[Opening DATA EXTRACTS section]
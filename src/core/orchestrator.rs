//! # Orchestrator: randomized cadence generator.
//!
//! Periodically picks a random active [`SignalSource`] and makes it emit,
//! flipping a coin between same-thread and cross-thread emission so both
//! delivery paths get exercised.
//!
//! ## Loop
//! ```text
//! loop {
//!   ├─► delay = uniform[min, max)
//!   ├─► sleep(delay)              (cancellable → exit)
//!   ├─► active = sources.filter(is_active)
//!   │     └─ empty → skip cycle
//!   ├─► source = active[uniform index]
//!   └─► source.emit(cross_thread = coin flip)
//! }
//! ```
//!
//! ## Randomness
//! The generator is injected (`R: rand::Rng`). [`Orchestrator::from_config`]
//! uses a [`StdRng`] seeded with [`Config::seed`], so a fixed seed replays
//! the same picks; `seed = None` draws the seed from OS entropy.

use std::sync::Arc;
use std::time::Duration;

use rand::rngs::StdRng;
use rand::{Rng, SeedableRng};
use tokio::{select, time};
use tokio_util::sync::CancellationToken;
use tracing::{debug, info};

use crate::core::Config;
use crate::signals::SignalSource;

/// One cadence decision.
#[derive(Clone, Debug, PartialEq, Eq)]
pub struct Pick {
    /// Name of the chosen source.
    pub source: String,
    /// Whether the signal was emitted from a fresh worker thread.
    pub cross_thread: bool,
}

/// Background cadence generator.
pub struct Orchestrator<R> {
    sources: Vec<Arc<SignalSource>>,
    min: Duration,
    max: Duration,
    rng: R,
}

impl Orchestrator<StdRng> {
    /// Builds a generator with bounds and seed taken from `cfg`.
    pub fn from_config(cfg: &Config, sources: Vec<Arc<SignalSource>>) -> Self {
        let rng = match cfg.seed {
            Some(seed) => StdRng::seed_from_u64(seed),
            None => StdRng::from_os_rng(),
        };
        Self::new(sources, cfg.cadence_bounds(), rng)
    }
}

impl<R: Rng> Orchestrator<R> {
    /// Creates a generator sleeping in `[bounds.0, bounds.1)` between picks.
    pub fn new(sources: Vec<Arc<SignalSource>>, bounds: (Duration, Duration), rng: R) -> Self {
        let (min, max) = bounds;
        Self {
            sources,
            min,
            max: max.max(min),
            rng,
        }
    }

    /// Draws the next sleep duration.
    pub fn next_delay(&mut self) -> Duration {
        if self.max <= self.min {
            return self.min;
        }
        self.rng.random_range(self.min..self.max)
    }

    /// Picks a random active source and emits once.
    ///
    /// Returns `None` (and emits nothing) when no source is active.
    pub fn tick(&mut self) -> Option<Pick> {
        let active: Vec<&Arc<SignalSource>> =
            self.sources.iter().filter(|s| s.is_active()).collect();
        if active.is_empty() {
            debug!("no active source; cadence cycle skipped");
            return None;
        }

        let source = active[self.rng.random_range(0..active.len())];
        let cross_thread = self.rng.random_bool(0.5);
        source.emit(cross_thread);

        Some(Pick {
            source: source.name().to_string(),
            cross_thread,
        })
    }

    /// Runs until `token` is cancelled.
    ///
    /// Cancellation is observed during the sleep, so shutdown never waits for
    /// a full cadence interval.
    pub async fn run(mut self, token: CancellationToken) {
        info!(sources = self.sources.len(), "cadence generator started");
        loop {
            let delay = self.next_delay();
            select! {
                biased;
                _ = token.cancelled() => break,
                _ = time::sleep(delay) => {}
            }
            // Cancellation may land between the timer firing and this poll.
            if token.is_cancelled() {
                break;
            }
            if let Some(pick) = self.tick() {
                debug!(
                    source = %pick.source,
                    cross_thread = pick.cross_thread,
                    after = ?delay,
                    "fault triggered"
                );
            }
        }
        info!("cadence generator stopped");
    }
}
[Closing DATA EXTRACTS section]
[Opening DATA EXTRACTS section]
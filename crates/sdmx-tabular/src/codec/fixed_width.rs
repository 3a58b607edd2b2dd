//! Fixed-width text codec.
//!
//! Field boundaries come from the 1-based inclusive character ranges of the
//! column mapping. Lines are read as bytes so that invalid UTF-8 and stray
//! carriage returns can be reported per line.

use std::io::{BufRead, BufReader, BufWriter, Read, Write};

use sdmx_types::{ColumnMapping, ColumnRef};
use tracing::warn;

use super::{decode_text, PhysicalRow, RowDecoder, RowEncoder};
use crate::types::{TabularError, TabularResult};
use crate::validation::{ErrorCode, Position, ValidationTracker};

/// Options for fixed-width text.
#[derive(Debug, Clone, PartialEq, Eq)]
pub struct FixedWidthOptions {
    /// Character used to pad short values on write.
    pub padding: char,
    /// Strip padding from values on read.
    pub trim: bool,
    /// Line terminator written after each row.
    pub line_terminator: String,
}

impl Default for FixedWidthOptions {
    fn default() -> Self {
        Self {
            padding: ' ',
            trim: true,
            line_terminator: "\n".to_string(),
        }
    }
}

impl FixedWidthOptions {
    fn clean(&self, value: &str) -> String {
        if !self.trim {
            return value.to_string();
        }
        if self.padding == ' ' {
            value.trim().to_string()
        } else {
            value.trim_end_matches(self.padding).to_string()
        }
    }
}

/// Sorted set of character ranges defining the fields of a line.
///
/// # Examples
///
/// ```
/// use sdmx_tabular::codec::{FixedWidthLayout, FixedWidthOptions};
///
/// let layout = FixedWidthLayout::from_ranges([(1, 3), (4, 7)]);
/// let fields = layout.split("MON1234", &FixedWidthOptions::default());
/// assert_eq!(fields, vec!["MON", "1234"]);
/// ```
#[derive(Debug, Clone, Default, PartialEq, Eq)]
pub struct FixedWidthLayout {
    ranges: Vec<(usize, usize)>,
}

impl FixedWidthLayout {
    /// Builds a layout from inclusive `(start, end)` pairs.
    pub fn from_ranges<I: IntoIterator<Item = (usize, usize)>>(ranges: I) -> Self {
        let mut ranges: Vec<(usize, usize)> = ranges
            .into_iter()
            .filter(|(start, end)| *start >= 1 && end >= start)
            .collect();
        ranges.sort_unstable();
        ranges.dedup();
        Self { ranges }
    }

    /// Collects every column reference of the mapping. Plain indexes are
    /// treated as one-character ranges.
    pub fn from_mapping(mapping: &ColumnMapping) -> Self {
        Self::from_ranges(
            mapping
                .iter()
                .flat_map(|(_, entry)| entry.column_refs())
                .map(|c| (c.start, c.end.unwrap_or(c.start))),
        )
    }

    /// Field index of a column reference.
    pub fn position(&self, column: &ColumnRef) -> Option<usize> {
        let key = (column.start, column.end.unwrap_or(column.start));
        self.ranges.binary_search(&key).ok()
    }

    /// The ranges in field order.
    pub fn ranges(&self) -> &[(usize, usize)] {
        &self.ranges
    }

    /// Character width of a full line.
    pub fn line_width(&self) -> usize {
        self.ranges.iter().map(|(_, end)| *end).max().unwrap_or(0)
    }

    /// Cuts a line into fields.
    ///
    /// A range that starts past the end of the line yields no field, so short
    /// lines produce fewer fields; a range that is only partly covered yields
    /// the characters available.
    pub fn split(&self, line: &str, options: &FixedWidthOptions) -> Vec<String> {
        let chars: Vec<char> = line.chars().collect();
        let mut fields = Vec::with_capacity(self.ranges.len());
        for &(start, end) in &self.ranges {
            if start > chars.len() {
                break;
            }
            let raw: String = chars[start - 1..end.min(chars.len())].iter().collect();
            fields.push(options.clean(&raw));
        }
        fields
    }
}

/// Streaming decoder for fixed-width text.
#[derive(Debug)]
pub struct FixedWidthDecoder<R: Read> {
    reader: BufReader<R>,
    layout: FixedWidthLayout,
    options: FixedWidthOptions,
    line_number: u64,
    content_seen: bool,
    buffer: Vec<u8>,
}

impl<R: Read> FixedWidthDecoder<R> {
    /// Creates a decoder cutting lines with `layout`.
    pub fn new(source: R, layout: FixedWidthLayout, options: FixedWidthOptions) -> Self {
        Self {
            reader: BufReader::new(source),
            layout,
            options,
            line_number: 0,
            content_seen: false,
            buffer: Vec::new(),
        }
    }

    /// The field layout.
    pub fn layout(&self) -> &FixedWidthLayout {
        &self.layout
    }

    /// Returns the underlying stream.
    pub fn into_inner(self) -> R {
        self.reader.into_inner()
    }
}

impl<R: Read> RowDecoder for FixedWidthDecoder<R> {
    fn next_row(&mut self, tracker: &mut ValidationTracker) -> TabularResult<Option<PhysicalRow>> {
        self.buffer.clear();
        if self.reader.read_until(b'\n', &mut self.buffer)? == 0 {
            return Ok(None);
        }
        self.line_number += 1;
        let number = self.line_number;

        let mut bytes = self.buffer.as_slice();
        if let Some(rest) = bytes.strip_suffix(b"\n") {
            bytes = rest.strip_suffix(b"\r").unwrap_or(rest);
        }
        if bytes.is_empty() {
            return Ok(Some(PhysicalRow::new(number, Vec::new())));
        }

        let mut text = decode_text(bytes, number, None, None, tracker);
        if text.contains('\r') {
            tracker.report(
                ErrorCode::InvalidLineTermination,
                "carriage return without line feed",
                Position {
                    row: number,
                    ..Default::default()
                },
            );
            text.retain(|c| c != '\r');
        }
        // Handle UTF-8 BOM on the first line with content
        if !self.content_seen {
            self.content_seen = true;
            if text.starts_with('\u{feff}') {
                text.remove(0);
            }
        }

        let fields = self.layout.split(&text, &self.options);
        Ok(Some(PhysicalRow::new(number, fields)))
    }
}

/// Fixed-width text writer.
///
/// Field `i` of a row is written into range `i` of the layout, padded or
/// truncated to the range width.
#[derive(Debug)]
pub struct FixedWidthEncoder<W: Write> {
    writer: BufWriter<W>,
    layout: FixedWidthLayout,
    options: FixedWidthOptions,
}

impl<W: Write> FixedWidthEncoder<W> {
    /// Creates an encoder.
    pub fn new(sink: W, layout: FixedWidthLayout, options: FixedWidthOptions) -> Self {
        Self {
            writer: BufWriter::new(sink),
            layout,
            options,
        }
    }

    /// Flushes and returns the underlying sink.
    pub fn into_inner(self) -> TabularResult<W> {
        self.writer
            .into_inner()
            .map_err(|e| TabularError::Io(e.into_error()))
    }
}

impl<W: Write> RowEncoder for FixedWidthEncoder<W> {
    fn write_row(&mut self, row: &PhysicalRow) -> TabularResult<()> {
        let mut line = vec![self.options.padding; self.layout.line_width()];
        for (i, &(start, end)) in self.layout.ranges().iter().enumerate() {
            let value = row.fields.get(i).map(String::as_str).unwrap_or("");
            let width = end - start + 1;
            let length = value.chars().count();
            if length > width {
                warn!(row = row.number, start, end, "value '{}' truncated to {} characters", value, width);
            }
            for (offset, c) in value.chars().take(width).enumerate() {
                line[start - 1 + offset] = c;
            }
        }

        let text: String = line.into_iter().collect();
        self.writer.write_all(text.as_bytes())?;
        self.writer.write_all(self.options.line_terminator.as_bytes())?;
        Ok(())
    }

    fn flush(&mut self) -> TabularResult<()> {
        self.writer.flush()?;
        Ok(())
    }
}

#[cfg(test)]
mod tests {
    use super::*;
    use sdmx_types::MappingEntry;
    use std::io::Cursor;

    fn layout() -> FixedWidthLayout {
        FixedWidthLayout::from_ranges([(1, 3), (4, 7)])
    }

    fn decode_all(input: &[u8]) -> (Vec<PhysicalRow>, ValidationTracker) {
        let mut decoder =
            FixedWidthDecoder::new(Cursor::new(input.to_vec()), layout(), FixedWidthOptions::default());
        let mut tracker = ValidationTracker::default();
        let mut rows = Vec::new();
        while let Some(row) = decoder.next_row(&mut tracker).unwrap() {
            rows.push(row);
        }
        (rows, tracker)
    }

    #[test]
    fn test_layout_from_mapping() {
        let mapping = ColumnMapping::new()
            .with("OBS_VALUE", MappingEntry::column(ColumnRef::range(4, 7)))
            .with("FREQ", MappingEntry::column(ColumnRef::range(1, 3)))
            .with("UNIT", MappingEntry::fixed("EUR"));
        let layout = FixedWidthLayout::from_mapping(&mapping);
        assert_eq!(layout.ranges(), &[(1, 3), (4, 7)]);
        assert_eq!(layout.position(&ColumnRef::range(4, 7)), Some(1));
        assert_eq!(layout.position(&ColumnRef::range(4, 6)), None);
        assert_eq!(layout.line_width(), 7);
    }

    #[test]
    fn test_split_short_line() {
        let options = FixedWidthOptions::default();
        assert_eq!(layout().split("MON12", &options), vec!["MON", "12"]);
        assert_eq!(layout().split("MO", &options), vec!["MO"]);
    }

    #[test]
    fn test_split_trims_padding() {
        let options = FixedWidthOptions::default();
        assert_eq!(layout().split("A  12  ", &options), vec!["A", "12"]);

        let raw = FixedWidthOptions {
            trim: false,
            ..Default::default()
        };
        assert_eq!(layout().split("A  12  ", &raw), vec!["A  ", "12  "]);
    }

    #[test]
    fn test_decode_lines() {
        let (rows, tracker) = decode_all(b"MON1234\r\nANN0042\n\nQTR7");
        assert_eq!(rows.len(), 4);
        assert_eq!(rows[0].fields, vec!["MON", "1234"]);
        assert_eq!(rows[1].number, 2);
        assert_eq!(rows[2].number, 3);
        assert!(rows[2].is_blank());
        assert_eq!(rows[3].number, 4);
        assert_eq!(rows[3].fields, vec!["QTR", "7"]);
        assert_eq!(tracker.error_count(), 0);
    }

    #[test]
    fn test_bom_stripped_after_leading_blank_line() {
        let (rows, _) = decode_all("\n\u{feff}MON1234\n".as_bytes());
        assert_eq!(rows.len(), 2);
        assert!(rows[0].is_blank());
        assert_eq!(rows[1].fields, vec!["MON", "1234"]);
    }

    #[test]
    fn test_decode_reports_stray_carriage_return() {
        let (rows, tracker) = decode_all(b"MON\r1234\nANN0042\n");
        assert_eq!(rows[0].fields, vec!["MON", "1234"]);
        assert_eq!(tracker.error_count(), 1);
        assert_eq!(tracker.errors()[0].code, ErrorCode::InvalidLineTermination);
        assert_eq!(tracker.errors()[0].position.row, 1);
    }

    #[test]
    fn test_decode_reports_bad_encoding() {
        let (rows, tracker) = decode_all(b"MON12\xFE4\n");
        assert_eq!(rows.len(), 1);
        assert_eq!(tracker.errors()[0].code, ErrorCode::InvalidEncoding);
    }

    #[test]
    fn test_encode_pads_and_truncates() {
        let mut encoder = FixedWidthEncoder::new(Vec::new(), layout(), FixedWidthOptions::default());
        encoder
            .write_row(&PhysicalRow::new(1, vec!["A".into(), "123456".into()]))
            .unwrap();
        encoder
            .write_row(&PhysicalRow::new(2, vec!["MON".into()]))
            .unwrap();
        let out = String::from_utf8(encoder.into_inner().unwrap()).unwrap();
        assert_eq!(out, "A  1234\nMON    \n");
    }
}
[Closing DATA EXTRACTS section]
EXERCISE DETAILS: Search the records for the word "chars" and return every line that holds it.

THE ANSWER:
        let chars: Vec<char> = line.chars().collect();
            if start > chars.len() {
            let raw: String = chars[start - 1..end.min(chars.len())].iter().collect();
            let length = value.chars().count();
            for (offset, c) in value.chars().take(width).enumerate() {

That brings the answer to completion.